Certainly, I would like to have a 42 footer, but I must be able to handle it, build it quickly, and afford to maintain it.
G'day,
Fair point about the North Atlantic, but I am not sure what will be proved. The boats see the same type of loads (though smaller and fewer of them) as a catamaran and are engineered accordingly. In a gale, they are safer than any similar weight cat.

Tacking in big seas involves pointing directly into the seas, with a very high chance of getting in irons and surfing backwards onto your rudders. Gybing in big seas is terrifying. Shunting is no different to slow reaching, and there is no chance of getting into irons, no headsails to tame, no travellers or winches to catch fingers and bodies, no waves to surf down. Once you have shunted, especially in big seas, you will wonder why anyone tacks or gybes.
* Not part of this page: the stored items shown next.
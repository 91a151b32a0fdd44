//! Search errors
//!
//! Oracle failures never surface here: branches degrade them locally.
//! Only a run with no usable winner (or no run at all) is an error.

use crate::config::ConfigError;

/// Search-level error
#[derive(Debug, thiserror::Error)]
pub enum SearchError {
    /// No branch produced a scored candidate with an artifact
    #[error("no usable candidate across {branches} branches")]
    NoWinner {
        /// Branches that ran
        branches: usize,
    },

    /// Run was cancelled before a winner was found
    #[error("search cancelled")]
    Cancelled,

    /// Configuration rejected
    #[error("invalid configuration: {0}")]
    InvalidConfig(#[from] ConfigError),
}

impl SearchError {
    /// The run completed but found nothing
    #[inline]
    #[must_use]
    pub fn is_no_winner(&self) -> bool {
        matches!(self, Self::NoWinner { .. })
    }

    /// Process exit status for this error
    #[must_use]
    pub fn exit_code(&self) -> i32 {
        match self {
            Self::NoWinner { .. } => 2,
            Self::Cancelled => 130,
            Self::InvalidConfig(_) => 1,
        }
    }
}

#[cfg(test)]
mod tests {
    use super::*;

    #[test]
    fn exit_codes() {
        assert_eq!(SearchError::NoWinner { branches: 3 }.exit_code(), 2);
        assert_eq!(SearchError::Cancelled.exit_code(), 130);
        let invalid = SearchError::from(ConfigError::InvalidPrefix(String::new()));
        assert_eq!(invalid.exit_code(), 1);
        assert!(!invalid.is_no_winner());
    }
}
A second hand stayed alloy rigs will almost certainly end in misery. An unstayed carbon mast is lighter, cheaper (than new) and can be put up and forgotten about. This compares with daily inspection and regular replacement of all the components of a stayed mast. Build it yourself and carbon becomes a very cheap option. Take the weight of the alloy tube in kgs (1 kg=2.2 pounds) and multiply it by $27 to get a ball park materials price. A 35' cat might have an 80 kg/176lb alloy stick. Build it in carbon for a little over $2,000, plus plans. Make it a stayed mast and the materials cost goes down by about 40% but you have to buy, maintain and worry about all the bits to hold it up.
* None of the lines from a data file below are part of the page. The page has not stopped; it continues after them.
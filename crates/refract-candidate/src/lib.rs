//! Refract Candidate - data model for prompt search
//!
//! Provides the values that flow through a search run:
//! - [`PromptPair`]: positive/negative prompt under test, plus sanitization
//! - [`Score`]: combined quality score with its raw components
//! - [`Candidate`]: one prompt pair and its synthesis/scoring outcome
//! - [`BranchState`]: the mutable state of one local-search trajectory
//! - [`BranchSummary`] / [`GlobalSummary`]: finalized results
//! - [`ScoreSink`]: append-only destination for scored candidates
//!
//! # Example
//!
//! ```rust
//! use refract_candidate::{BranchId, BranchState, PromptPair};
//!
//! let seed = PromptPair::new("neon control room, wide lens", "blurry");
//! let state = BranchState::new(BranchId::new(1), seed.clone());
//!
//! assert_eq!(state.base_prompt(), &seed);
//! assert!(!state.best().is_usable());
//! ```

#![warn(missing_docs)]
#![warn(unreachable_pub)]

pub mod branch;
pub mod candidate;
pub mod prompt;
pub mod score;
pub mod sink;
pub mod summary;

pub use branch::{AttemptDecision, AttemptOutcome, BranchId, BranchState, StopReason};
pub use candidate::{ArtifactRef, Candidate, JobIdentity};
pub use prompt::{sanitize_text, PromptLimits, PromptPair, Sanitized};
pub use score::{combine_total, RawScore, Score};
pub use sink::{NullSink, ScoreSink, SinkError};
pub use summary::{BranchSummary, ExploitDispatch, ExploitationReport, GlobalSummary, RunId};

/// Version of this crate
pub const VERSION: &str = env!("CARGO_PKG_VERSION");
Dive in bunks are easy enough. Privacy we don't do so well, unless you put the guests in the lee hull, although on a 35' cat you aren't going to get a whole lot anyway.

Some of your other points as they apply to harrys:

modest budget (low by some standards)
A harry is about half the weight of a comparable accommodation cat. This is half the work and half the cost.
  • open ocean capable
  • More well found boats come to grief on coastal voyages than in the ocean, as the seas are steeper, currents are more pronounced, winds more erratic and there are more things to hit. Ocean capable is easy. Coastal capable is much more of a challenge.
  • good speed, but more interested in overall performance, especially light air
  • Light weight and low windage is fast.
  • must handle well, easy to tack, responsive
  • A bow and a stern rudder are by far the most responsive combination.
  • motion in sea way as comfortable as the length allows
  • Zero rocker and weight concentrated in the middle of the boat.
  • design for minimal chance of slamming in seas.
  • The lee half of the bridgedeck is trampoline, nothing to slam.
  • rig to be common, simple to make and maintain, good in light or strong winds.
  • This is not a good description of an alloy mast with headsail and diamonds.
  • user friendly way to embark/disembark.
  • Gangplank off the bow for med mooring, fold away steps up the side for marina berthing and a fold down ramp off the beams for dinghy and swimming. Far better than being caught under the stern in a chop.
  • must be capable windward sailing vessel with practical narrow tacking angle
  • Minimise windage
  • I want to carry as much all chain rode as practical.
  • Whatever for? A kellet will do a better job at much less weight and less damage to the coral.
  • tiller steering for simplicity; and I like it.
  • Me too.
  • user friendly all round boat to be maintained by me.
  • Think about this while you are building it.
  • prefer to put money and time into quality rather than quantity/size/lenghth
  • Build a harry and do both. Long cheap lee hull, just enough room in the windward hull.
  • build from start to launch in two years; full time effort at roughly 1250 hrs/year solo with option to hire occasional assistance.
  • With ease. I built a rough strip planked 35'ter in 450 hours. I am now working on a flat panel technique which will make this look slow.